Ja, auch wir hatten in der letzten Ausgabe einen Fehlstart der Regionalliga-Kicker des VFR Wormatia Worms befürchtet. Nach dem verlorenen Pokalfinale gegen den SV Morlautern schien der gesamte Verein von einer gewissen Lethargie gelähmt zu sein. Während sich die Suche nach bezahlbaren Nachfolgern für fünf abgewanderte Stammspieler offensichtlich schwieriger gestaltete, als dies den Nerven vieler Fans lieb war, kehrte der ohnehin noch nicht vollständige Kader mit jeder Menge verletzten oder angeschlagenen Spielern aus dem Trainingslager zurück. Zum Saisonstart umfasste der gesamte Kader des Regionalliga-Teams gerade einmal 19 Spieler, von dem mehr als ein halbes Dutzend verletzungsbedingt ausfiel, so dass man am 1. Spieltag in Stuttgart und zuhause gegen Mainz mit „U23-Spielern“ auffüllen musste, um überhaupt eine Alternative zum Wechseln auf der Bank zu haben. Von daher waren die erzielten null Punkte aus den ersten beiden Spielen keine große Überraschung für die Kritiker, die dem Verein zum wiederholten Male vorwarfen, den Kader generell erst sehr spät zusammenzustellen. Was jedoch überraschte, war die Art und Weise, wie sich das letzte Aufgebot der Wormatia bereits in diesen beiden Spielen präsentierte. Zum Auftakt bei den Stuttgarter Kickers wäre sogar ein Sieg möglich gewesen, aber Alan Stulin scheiterte in der 17. Minute vom Elfmeterpunkt, während die Kickers in der 39. Minute den einzigen Treffer des Spiels erzielten. Im folgenden Heimspiel gegen die „U23“ vom FSV Mainz 05 war die Personaldecke der Wormatia genauso dünn, aber die Einstellung der Mannschaft stimmte erneut. Trotzdem setzte es eine deutliche 1:4-Heimniederlage, die letztendlich um 1-2 Tore zu hoch ausgefallen ist, zudem noch gegen einen Gegner, der am Ende der Saison mit Sicherheit ziemlich weit vorne zu finden sein wird. Aber Einstellung hin oder her: Dass man mit dezimiertem Kader nach null Punkten aus zwei Spielen (bei 1:5 Toren) und einem Auswärtsspiel bei dem nächsten Drittliga-Absteiger, FSV Frankfurt, vor der Brust ein wenig nervös werden kann, ist verständlich. Wie man nach einem verpatzten Start so tief im Tabellenkeller verschwinden kann, dass am Ende sogar der Abstieg in die Oberliga stand, hatte Eintracht Trier in der letzten Saison vorgemacht. So ähnlich müssen wohl auch die 1.200 Zuschauer gedacht haben, die nach dem ersten Heimspiel gegen Mainz II. den Nachhauseweg antraten.

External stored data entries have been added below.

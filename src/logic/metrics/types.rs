//! Metrics Types
//!
//! Dashboard aggregates per vertical. KHÔNG chứa bucket logic.

use std::str::FromStr;

use serde::{Deserialize, Serialize};

/// Hard cap on `top_flags`
pub const TOP_FLAGS_LIMIT: usize = 10;

#[derive(Debug, Clone, Copy, PartialEq, Eq, Hash, Serialize, Deserialize)]
pub enum MetricsPeriod {
    #[serde(rename = "1h")]
    OneHour,
    #[serde(rename = "24h")]
    OneDay,
    #[serde(rename = "7d")]
    SevenDays,
    #[serde(rename = "30d")]
    ThirtyDays,
}

impl MetricsPeriod {
    pub fn as_str(&self) -> &'static str {
        match self {
            MetricsPeriod::OneHour => "1h",
            MetricsPeriod::OneDay => "24h",
            MetricsPeriod::SevenDays => "7d",
            MetricsPeriod::ThirtyDays => "30d",
        }
    }

    pub fn hours(&self) -> i64 {
        match self {
            MetricsPeriod::OneHour => 1,
            MetricsPeriod::OneDay => 24,
            MetricsPeriod::SevenDays => 24 * 7,
            MetricsPeriod::ThirtyDays => 24 * 30,
        }
    }
}

impl std::fmt::Display for MetricsPeriod {
    fn fmt(&self, f: &mut std::fmt::Formatter<'_>) -> std::fmt::Result {
        write!(f, "{}", self.as_str())
    }
}

impl FromStr for MetricsPeriod {
    type Err = String;

    fn from_str(s: &str) -> Result<Self, Self::Err> {
        match s.trim() {
            "1h" => Ok(MetricsPeriod::OneHour),
            "24h" | "1d" => Ok(MetricsPeriod::OneDay),
            "7d" => Ok(MetricsPeriod::SevenDays),
            "30d" => Ok(MetricsPeriod::ThirtyDays),
            other => Err(format!("unknown metrics period '{}'", other)),
        }
    }
}

#[derive(Debug, Clone, PartialEq, Eq, Serialize, Deserialize)]
pub struct FlagCount {
    pub rule_id: String,
    pub count: u64,
}

/// `GetVerticalMetrics(vertical, period)`
#[derive(Debug, Clone, PartialEq, Serialize, Deserialize)]
pub struct VerticalMetrics {
    pub vertical: String,
    pub period: MetricsPeriod,
    pub volume: u64,
    pub approved: u64,
    pub reviewed: u64,
    pub declined: u64,
    pub degraded: u64,
    pub decline_rate: f64,
    pub review_rate: f64,
    pub degraded_rate: f64,
    /// count desc, then rule id asc
    pub top_flags: Vec<FlagCount>,
}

Der Knackpunkt gegen FSV Frankfurt
Seitdem sind drei Wochen vergangen und die Welt der Wormatia-Fans sieht nun weitaus rosiger aus. Zwar ist man mit Morris Nag, der auf Leihbasis von Waldhof Mannheim kommt, erst einen Tag vor dem fünften Saisonspiel gegen Koblenz fündig geworden auf der Suche nach jemandem fürs zentrale Mittelfeld, der die abgewanderten Loechelt und Köksal ersetzen soll. Auch der Treske-Nachfolger, Thomas Gösweiner, war ein Last-Minute-Einkauf, der erst zur zweiten Partie seine Spielberechtigung erhielt und gegen Mainz nur eingewechselt wurde. Es sind aber weniger die Neuzugänge, die Hoffnung machen, sondern die Tatsache, dass auch Spieler, die man nicht unbedingt in der Startposition erwartet hätte, mehr als nur Alternativen sind. Womöglich lag der Knackpunkt der gesamten Saison in den zweiten 45 Minuten beim Auswärtsspiel bei FSV Frankfurt. Wie schon in Stuttgart hatte der VFR in der ersten Hälfte gut gespielt, mehr Chancen als die Heimmannschaft herausgespielt, aber in Führung gingen kurz vor der Pause die Frankfurter. Was auch immer das Trainerteam in der Halbzeitpause gesagt oder umgestellt hat, es war wohl das Richtige zur richtigen Zeit. Womöglich lag es auch nur an der Einwechslung von Steffen Straub in der 62. Minute, der zunächst einen Eckball auf den Kopf des groß gewachsenen Thomas Gösweiner servierte, der nach 70 Minuten zum Ausgleich traf. Nach einer weiteren Straub-Vorarbeit köpfte schließlich der zweite Neuzugang, Daisuke Ando (87.), zum vielumjubelten Siegtreffer ein. Zum ersten Mal in der noch jungen Saison stellte auch die dezimierte Wormatia-Truppe fest, dass man in der Regionalliga Spiele gewinnen kann, wenn der Einsatz bis zum Schluss stimmt.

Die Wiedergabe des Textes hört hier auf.